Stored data

+ + + +

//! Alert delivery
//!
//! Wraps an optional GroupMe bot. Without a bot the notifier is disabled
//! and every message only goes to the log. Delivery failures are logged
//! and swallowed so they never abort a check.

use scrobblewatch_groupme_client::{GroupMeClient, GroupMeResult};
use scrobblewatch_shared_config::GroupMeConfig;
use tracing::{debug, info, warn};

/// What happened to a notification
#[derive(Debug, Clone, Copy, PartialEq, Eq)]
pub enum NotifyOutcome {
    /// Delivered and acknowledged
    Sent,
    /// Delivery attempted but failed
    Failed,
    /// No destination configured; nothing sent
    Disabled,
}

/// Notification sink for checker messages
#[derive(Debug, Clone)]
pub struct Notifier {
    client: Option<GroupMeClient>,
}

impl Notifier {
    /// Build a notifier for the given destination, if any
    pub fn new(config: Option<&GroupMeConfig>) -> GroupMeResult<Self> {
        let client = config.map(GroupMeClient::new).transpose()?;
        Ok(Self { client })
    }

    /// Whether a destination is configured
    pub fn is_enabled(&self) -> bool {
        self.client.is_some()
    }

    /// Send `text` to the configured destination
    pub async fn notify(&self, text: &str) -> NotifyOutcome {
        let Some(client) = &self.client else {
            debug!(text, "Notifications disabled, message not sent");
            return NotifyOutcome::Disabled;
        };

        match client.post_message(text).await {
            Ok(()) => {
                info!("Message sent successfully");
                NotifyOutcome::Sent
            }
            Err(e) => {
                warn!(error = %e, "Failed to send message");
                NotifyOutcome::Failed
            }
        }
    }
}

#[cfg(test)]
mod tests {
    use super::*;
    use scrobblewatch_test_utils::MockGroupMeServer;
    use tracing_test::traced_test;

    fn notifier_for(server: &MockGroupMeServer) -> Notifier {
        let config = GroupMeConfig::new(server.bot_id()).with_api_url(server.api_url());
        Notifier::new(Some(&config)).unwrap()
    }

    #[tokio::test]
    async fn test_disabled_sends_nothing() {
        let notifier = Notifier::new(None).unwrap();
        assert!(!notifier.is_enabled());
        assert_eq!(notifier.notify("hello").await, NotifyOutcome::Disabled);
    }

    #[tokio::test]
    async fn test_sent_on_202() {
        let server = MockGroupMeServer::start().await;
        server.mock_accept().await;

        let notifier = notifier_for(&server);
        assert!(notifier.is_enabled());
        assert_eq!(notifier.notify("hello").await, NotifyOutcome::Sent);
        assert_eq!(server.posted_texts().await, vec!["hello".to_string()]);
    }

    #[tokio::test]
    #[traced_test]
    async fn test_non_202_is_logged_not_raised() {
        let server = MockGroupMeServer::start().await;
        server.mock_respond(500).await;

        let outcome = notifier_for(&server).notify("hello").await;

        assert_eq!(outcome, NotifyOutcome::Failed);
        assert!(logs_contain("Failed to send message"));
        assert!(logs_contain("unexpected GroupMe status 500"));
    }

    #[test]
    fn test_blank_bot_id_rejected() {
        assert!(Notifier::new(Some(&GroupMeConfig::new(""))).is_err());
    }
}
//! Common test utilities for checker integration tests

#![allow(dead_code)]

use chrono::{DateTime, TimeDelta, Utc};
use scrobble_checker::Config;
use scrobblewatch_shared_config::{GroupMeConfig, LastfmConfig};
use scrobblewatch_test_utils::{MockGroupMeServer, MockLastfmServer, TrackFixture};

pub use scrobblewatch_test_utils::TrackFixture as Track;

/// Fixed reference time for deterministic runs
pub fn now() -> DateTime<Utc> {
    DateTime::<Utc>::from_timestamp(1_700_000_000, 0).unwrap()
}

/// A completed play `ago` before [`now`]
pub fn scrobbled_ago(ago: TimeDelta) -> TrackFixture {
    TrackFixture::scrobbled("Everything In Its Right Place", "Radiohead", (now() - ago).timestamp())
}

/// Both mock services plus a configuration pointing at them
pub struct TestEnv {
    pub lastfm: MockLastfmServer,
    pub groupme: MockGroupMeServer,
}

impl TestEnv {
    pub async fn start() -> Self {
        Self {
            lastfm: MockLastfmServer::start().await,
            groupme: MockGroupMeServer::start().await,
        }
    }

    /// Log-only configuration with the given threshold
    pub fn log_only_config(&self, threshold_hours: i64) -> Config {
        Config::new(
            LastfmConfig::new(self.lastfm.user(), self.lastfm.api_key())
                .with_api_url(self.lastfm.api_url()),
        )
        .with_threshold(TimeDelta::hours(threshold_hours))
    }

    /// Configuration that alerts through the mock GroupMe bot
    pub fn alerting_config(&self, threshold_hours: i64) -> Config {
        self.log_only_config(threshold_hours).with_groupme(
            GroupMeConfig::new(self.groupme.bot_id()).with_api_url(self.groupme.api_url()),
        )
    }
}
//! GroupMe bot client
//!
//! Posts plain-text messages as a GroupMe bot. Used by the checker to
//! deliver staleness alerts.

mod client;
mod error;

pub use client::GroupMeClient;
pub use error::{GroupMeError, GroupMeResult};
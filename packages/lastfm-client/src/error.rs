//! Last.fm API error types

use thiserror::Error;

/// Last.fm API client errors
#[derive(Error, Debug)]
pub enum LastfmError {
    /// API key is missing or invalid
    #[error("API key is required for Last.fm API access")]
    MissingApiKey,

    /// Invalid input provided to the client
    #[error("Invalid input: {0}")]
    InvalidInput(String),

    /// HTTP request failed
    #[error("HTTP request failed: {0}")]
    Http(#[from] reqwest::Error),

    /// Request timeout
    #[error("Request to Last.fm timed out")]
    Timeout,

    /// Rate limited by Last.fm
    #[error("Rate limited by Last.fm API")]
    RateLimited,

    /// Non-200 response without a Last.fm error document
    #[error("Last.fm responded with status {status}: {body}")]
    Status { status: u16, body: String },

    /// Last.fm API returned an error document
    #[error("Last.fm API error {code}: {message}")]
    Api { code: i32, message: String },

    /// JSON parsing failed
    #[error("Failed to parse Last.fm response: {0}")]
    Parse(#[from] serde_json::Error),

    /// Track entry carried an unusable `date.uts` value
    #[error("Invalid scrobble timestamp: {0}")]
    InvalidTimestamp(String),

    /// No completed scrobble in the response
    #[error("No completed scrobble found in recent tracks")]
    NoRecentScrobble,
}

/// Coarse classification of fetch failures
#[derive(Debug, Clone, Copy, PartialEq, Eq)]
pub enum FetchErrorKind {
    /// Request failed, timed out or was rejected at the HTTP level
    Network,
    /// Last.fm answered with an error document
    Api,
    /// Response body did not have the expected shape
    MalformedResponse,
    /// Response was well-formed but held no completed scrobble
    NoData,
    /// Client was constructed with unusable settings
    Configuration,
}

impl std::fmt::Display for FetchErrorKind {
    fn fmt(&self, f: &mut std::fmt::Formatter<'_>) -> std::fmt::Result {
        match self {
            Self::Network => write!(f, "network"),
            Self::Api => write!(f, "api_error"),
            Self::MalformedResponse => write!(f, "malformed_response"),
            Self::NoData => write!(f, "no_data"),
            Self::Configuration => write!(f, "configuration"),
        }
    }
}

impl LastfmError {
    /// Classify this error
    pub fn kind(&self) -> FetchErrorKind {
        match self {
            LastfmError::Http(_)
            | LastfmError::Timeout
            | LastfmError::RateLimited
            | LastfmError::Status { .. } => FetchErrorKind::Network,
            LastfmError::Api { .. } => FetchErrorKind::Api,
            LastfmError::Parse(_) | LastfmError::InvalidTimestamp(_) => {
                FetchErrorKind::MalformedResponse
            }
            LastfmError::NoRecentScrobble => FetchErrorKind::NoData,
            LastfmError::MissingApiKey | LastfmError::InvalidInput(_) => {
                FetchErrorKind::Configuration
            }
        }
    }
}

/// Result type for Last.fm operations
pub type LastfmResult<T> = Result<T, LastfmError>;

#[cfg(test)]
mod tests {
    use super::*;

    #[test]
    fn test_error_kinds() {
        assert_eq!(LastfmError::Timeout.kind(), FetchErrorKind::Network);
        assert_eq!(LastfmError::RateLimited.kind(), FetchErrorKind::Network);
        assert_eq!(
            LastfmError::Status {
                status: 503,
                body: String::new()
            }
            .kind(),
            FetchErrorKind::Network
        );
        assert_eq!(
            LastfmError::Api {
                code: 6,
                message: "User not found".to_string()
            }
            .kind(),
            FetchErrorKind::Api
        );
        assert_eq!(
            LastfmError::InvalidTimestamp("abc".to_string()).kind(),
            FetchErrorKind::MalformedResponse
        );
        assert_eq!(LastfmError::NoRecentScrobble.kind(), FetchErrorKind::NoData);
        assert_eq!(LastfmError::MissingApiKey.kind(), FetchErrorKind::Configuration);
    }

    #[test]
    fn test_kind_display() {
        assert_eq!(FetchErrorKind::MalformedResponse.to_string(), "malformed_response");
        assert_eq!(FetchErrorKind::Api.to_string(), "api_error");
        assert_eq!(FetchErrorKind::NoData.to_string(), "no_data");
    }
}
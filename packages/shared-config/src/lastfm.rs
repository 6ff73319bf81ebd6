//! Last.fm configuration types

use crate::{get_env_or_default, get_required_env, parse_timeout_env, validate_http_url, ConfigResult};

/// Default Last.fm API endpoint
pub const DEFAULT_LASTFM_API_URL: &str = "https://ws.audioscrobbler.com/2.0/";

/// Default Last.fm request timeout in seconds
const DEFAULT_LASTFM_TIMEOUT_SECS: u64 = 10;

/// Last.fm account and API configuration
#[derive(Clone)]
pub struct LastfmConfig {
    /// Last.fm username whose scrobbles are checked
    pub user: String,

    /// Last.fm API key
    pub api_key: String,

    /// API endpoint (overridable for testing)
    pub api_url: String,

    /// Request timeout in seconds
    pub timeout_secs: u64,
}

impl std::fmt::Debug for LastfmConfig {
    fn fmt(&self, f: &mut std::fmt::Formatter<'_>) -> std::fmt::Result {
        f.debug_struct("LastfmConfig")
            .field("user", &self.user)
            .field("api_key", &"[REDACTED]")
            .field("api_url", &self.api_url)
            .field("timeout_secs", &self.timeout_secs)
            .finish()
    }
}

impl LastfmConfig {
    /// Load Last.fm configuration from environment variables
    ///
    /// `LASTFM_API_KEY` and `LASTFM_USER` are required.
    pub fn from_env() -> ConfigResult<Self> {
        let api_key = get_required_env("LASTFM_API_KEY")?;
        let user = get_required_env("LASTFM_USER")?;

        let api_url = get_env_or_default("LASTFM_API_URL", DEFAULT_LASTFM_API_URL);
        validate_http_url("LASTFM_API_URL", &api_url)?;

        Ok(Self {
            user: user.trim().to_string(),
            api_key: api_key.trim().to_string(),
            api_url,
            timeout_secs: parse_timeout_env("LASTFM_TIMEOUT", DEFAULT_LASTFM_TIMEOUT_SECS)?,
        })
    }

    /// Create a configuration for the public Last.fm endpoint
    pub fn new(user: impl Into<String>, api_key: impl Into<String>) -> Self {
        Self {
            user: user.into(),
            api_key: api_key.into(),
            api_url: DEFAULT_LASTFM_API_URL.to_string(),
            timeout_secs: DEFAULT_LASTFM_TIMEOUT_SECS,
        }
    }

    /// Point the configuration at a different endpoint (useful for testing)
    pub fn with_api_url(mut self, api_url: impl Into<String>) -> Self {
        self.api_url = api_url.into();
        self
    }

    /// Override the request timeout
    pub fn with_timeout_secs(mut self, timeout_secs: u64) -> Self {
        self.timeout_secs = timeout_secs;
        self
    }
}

+ + + +

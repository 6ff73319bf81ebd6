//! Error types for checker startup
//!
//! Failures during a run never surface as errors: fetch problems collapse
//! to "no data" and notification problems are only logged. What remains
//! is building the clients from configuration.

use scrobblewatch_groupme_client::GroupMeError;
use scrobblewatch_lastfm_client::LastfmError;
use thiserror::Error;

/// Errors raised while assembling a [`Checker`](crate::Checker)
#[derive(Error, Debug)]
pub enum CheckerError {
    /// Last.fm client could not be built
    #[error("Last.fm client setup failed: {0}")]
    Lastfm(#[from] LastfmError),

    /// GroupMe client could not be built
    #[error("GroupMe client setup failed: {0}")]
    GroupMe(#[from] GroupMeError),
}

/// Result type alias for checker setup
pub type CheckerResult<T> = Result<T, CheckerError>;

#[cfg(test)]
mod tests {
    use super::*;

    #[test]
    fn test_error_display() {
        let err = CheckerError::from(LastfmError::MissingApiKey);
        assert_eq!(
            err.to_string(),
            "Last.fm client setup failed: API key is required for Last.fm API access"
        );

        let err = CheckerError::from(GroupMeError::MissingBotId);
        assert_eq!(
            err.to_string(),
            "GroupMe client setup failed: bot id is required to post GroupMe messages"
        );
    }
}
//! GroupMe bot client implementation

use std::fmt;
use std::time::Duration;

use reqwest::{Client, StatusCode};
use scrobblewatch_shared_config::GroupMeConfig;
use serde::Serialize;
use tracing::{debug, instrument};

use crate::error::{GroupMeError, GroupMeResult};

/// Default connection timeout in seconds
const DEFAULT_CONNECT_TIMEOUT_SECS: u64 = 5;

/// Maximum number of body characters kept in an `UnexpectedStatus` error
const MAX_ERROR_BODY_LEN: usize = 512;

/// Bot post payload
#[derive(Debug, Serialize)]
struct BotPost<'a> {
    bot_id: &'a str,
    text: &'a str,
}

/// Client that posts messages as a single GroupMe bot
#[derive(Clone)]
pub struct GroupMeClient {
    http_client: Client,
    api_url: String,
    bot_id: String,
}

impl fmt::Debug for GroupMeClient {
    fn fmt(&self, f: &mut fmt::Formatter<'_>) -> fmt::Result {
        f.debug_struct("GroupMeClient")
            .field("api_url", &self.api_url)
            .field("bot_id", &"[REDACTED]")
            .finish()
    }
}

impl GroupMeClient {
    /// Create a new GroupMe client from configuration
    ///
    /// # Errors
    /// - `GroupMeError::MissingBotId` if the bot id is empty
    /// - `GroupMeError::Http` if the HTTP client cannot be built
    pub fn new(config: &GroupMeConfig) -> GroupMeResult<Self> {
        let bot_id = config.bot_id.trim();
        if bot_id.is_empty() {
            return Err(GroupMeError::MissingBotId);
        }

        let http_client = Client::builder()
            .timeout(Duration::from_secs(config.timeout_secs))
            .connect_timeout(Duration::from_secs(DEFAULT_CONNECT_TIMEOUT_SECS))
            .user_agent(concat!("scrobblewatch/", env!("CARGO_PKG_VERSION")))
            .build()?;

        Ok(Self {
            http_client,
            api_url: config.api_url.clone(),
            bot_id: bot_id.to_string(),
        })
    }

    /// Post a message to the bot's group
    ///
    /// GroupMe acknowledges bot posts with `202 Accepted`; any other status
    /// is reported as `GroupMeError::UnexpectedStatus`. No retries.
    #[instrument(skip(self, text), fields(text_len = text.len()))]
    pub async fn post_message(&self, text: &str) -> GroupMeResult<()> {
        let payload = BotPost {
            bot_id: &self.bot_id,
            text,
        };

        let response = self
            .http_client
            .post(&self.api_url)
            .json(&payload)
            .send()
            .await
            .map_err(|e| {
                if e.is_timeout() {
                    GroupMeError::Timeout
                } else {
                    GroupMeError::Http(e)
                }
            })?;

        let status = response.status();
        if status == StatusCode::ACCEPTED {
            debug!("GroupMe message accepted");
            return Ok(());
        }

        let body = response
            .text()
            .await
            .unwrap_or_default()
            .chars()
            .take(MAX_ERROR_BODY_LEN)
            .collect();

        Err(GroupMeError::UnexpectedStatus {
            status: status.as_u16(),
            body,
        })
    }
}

+ + + +

### [Task to complete]
Copy each line above that contains the string "packages".

### [Task result]
filename packages/lastfm-client/src/error.rs
filename packages/shared-config/src/lastfm.rs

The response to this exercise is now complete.